▶ **Work order**:
Keep to one stretch of the data below, the lines from the one with "filename src/models.rs" up to and including the one with "Calculators are grouped", and return that stretch exactly.

▶ **The input**:
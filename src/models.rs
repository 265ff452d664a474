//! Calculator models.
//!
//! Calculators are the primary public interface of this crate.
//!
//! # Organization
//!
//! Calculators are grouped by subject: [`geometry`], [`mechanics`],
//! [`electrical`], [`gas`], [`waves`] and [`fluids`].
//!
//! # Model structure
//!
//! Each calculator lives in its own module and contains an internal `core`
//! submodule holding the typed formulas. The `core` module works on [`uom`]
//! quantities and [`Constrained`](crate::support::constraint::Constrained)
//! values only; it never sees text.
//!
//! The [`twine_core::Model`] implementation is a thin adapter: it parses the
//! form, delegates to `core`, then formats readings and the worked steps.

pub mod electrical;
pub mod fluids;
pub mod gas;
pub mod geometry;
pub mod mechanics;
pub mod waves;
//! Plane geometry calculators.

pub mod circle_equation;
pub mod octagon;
==
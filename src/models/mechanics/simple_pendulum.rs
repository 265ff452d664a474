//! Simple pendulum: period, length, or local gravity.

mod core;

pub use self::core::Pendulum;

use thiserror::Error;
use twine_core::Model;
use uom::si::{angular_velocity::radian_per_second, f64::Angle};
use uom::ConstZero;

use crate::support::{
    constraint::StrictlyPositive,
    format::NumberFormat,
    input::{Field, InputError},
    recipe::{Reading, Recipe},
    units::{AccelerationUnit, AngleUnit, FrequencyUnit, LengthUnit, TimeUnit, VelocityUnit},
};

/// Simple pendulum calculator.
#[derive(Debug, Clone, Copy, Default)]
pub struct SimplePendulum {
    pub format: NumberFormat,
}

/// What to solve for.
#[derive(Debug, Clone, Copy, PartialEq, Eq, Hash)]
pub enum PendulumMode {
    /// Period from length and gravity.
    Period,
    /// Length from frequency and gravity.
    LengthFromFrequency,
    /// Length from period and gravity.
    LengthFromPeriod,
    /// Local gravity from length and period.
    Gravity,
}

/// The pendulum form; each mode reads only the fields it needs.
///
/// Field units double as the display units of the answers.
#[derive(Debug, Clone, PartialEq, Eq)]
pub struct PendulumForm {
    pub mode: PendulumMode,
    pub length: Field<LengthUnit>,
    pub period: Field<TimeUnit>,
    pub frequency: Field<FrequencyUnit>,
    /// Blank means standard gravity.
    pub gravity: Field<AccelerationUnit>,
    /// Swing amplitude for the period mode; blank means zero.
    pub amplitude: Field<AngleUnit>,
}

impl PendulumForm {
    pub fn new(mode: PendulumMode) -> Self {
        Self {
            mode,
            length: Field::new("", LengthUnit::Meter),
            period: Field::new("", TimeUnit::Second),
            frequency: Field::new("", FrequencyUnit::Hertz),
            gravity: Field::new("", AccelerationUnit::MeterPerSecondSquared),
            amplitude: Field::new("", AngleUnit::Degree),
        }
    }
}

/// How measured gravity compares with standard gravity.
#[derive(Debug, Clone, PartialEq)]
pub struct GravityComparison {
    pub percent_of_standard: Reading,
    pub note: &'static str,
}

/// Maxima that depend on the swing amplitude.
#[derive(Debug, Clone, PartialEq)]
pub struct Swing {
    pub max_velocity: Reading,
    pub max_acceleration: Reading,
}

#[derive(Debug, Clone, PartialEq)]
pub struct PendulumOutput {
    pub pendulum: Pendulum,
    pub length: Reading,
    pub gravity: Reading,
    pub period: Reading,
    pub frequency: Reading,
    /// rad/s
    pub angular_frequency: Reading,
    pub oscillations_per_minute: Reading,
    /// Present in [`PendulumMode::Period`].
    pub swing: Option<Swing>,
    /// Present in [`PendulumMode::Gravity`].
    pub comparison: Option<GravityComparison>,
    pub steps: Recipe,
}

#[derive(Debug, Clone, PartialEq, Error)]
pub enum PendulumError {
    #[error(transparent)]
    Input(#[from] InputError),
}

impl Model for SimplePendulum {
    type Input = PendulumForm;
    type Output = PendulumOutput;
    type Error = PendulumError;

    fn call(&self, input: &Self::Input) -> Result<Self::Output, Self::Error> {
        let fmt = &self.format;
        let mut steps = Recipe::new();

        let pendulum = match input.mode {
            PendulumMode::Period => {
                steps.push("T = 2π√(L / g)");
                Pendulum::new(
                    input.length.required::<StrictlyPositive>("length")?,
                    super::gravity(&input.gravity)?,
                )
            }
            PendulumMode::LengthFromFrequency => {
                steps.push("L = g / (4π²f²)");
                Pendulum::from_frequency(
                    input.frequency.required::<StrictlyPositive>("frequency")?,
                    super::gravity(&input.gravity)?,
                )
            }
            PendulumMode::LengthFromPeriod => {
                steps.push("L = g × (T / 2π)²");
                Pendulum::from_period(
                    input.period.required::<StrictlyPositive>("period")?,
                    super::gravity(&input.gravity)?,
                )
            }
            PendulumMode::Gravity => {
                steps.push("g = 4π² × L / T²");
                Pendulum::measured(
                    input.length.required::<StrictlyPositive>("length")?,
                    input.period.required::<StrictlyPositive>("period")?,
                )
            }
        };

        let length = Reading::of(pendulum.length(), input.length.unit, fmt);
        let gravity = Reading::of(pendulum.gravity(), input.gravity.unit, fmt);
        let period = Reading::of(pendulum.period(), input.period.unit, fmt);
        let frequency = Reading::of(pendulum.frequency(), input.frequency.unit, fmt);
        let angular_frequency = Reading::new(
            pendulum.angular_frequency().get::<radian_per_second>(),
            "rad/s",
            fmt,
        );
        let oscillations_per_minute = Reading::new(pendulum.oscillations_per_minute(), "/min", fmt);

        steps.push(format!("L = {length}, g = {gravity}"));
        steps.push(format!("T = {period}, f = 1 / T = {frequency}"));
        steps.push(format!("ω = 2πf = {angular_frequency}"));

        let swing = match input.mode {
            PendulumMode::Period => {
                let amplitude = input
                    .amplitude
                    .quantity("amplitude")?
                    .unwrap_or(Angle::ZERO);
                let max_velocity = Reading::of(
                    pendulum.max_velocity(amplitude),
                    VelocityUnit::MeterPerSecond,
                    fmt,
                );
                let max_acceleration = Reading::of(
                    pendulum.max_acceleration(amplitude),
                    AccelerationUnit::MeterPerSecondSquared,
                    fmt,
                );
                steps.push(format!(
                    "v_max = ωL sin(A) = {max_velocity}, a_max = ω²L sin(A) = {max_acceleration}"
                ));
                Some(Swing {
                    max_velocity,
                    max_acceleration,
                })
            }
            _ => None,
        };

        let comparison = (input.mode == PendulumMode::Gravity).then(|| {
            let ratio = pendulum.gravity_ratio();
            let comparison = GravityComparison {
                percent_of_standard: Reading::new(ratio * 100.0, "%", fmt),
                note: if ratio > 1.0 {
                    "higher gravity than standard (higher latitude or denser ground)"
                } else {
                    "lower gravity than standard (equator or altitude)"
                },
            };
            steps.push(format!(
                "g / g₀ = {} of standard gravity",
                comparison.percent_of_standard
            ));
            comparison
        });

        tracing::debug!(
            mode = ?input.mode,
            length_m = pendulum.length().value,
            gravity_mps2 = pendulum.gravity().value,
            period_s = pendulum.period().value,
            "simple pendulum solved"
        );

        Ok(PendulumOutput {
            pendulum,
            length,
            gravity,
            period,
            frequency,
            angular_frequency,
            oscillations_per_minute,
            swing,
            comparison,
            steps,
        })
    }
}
...
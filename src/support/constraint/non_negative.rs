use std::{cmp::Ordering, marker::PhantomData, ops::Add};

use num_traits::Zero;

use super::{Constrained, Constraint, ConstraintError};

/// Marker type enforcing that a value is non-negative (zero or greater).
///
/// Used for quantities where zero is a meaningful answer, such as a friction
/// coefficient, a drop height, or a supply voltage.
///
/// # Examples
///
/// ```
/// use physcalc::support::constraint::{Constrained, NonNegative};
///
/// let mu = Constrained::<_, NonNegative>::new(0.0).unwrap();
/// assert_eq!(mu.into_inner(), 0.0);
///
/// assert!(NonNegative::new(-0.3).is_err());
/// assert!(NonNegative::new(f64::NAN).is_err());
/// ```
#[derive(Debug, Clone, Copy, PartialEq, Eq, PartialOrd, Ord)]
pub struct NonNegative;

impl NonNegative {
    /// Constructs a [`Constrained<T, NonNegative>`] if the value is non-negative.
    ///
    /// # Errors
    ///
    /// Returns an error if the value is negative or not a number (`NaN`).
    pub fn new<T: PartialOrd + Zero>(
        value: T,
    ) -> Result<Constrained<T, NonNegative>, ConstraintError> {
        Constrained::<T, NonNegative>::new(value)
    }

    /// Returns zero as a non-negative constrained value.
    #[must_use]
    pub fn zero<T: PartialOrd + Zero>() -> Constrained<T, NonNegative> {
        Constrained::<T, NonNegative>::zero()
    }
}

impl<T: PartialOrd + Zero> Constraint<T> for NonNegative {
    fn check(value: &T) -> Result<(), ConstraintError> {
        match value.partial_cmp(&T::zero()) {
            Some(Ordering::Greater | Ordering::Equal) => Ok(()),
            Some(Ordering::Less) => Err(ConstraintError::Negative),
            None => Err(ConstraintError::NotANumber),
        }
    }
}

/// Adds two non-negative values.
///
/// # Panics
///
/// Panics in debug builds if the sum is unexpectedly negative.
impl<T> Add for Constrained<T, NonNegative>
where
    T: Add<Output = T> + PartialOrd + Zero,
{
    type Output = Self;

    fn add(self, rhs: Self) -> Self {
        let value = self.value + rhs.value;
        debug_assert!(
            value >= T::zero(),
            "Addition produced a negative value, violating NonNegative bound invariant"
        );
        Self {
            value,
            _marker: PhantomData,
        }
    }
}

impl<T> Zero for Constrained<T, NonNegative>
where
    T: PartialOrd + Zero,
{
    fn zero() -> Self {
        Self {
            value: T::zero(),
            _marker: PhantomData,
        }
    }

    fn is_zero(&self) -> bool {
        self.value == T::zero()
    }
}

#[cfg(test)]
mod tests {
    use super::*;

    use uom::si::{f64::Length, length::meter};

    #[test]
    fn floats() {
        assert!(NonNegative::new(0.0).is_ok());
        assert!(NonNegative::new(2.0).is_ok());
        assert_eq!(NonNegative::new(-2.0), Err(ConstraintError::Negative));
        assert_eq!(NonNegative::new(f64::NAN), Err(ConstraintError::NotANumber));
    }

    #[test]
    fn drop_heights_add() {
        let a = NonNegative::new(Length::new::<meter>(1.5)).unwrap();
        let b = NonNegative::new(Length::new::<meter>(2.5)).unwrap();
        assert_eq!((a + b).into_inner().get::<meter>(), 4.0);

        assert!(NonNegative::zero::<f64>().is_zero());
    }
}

▶ **Final answer**:
filename src/models.rs
repository 265ff452d664a474
//! Calculator models.
//!
//! Calculators are the primary public interface of this crate.
//!
//! # Organization
//!
//! Calculators are grouped by subject: [`geometry`], [`mechanics`],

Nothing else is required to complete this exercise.